Listen to this track by outlaw country herald and transcendentally gifted, underexposed Texan singer-songwriter Townes Van Zandt. It’s “Tower Song”, first featured on his 1971 album Delta Momma Blues, with this particular version being re-positioned as an aged gem on the 1999 album Far Cry From Dead.

Townes Van Zandt
Source: Townes Van Zandt Central (townesvanzandt.com).

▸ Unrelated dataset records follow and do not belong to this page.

//! HTTP client and server for the ESP32 node.
//!
//! The server runs its handlers on the ESP-IDF httpd task. Each request is
//! queued into the main loop, which renders the page during its next
//! iteration; the handler blocks until the reply comes back.

use crate::describe;
use anyhow::{anyhow, Result};
use embedded_svc::{
    http::{client::Client as HttpClientBase, Method},
    io::{Read, Write},
};
use esp_idf_svc::http::client::{Configuration as HttpClientConfiguration, EspHttpConnection};
use esp_idf_svc::http::server::{Configuration as HttpConfiguration, EspHttpServer};
use log::warn;
use sensorcentral_core::MAX_RESPONSE_BODY_LEN;
use sensorcentral_node::web::parse_form;
use sensorcentral_node::{
    HttpClient, HttpPost, HttpReply, InboundRequest, Method as WebMethod, TransportError,
    WebRequest,
};
use std::sync::mpsc::{self, Sender};
use std::time::Duration;

const CLIENT_TIMEOUT: Duration = Duration::from_secs(10);

/// How long a handler waits for the main loop.
const REPLY_TIMEOUT: Duration = Duration::from_secs(10);

const MAX_FORM_LEN: usize = 1024;

// ============================================================================
// Client
// ============================================================================

/// Telemetry client opening a fresh connection per post.
#[derive(Debug, Default)]
pub struct EspClient;

impl HttpClient for EspClient {
    fn post(&mut self, request: &HttpPost) -> Result<HttpReply, TransportError> {
        let conf = HttpClientConfiguration {
            timeout: Some(CLIENT_TIMEOUT),
            ..Default::default()
        };
        let connection =
            EspHttpConnection::new(&conf).map_err(|e| TransportError::Connect(describe(e)))?;
        let mut client = HttpClientBase::wrap(connection);

        let headers: Vec<(&str, &str)> = request
            .headers
            .iter()
            .map(|(name, value)| (name.as_str(), value.as_str()))
            .collect();
        let mut outgoing = client
            .request(Method::Post, &request.url, &headers)
            .map_err(|e| TransportError::Connect(describe(e)))?;
        outgoing
            .write_all(request.body.as_bytes())
            .map_err(|e| TransportError::Io(describe(e)))?;
        outgoing
            .flush()
            .map_err(|e| TransportError::Io(describe(e)))?;

        let mut response = outgoing
            .submit()
            .map_err(|e| TransportError::Http(describe(e)))?;
        let status = response.status();

        let mut body = Vec::new();
        let mut chunk = [0_u8; 256];
        while body.len() < MAX_RESPONSE_BODY_LEN {
            let read = response
                .read(&mut chunk)
                .map_err(|e| TransportError::Io(describe(e)))?;
            if read == 0 {
                break;
            }
            body.extend_from_slice(&chunk[..read]);
        }
        Ok(HttpReply {
            status,
            body: String::from_utf8_lossy(&body).into_owned(),
        })
    }
}

// ============================================================================
// Server bridge
// ============================================================================

/// Start the web server; every GET and POST is forwarded through `queue`.
pub fn start_server(queue: Sender<InboundRequest>) -> Result<EspHttpServer<'static>> {
    let conf = HttpConfiguration {
        stack_size: 10 * 1024,
        uri_match_wildcard: true,
        ..Default::default()
    };
    let mut server = EspHttpServer::new(&conf)?;

    for (method, web_method) in [(Method::Get, WebMethod::Get), (Method::Post, WebMethod::Post)] {
        let queue = queue.clone();
        server.fn_handler::<anyhow::Error, _>("/*", method, move |mut req| {
            let (path, query) = match req.uri().split_once('?') {
                Some((path, query)) => (path.to_string(), query.to_string()),
                None => (req.uri().to_string(), String::new()),
            };

            let form = match web_method {
                WebMethod::Get => parse_form(&query),
                WebMethod::Post => {
                    let len = req.content_len().unwrap_or(0) as usize;
                    if len > MAX_FORM_LEN {
                        req.into_status_response(413)?;
                        return Ok(());
                    }
                    let mut body = vec![0_u8; len];
                    if len > 0 {
                        req.read_exact(&mut body)?;
                    }
                    parse_form(&String::from_utf8_lossy(&body))
                }
            };

            let (reply_tx, reply_rx) = mpsc::sync_channel(1);
            let request = WebRequest {
                method: web_method,
                path,
                form,
            };
            queue
                .send(InboundRequest::new(request, move |response| {
                    let _ = reply_tx.send(response);
                }))
                .map_err(|_| anyhow!("main loop is gone"))?;

            match reply_rx.recv_timeout(REPLY_TIMEOUT) {
                Ok(response) => {
                    req.into_response(
                        response.status,
                        None,
                        &[("Content-Type", response.content_type)],
                    )?
                    .write_all(response.body.as_bytes())?;
                }
                Err(_) => {
                    warn!("Main loop did not answer within {:?}", REPLY_TIMEOUT);
                    req.into_status_response(503)?;
                }
            }
            Ok(())
        })?;
    }
    Ok(server)
}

On this song, it’s the starkness on display that outlines the sheer magnitude of Van Zandt’s command of melody, lyrics, and the raw human experience that burns right through it all. It’s no wonder that his friend and musical disciple Steve Earle  would famously proclaim Townes Van Zandt as the “best songwriter in the whole world and I’ll stand on Bob Dylan’s coffee table in my cowboy boots and say that.” Perhaps Bob, after clearing up Earle’s bootprints, would agree, particularly in the light of this song, which is certainly one of my favourites.

This latter-day version was recorded under inauspicious circumstances, later to be added to a project that would prove to be something of a tribute to a career that had been troubled, and financially unfruitful for the artist at the center of it. This lack of career traction is contrasted with his artistic influence that made lasting waves in the careers of others, including Willie Nelson and Emmylou Harris, both having recorded Van Zandt’s material.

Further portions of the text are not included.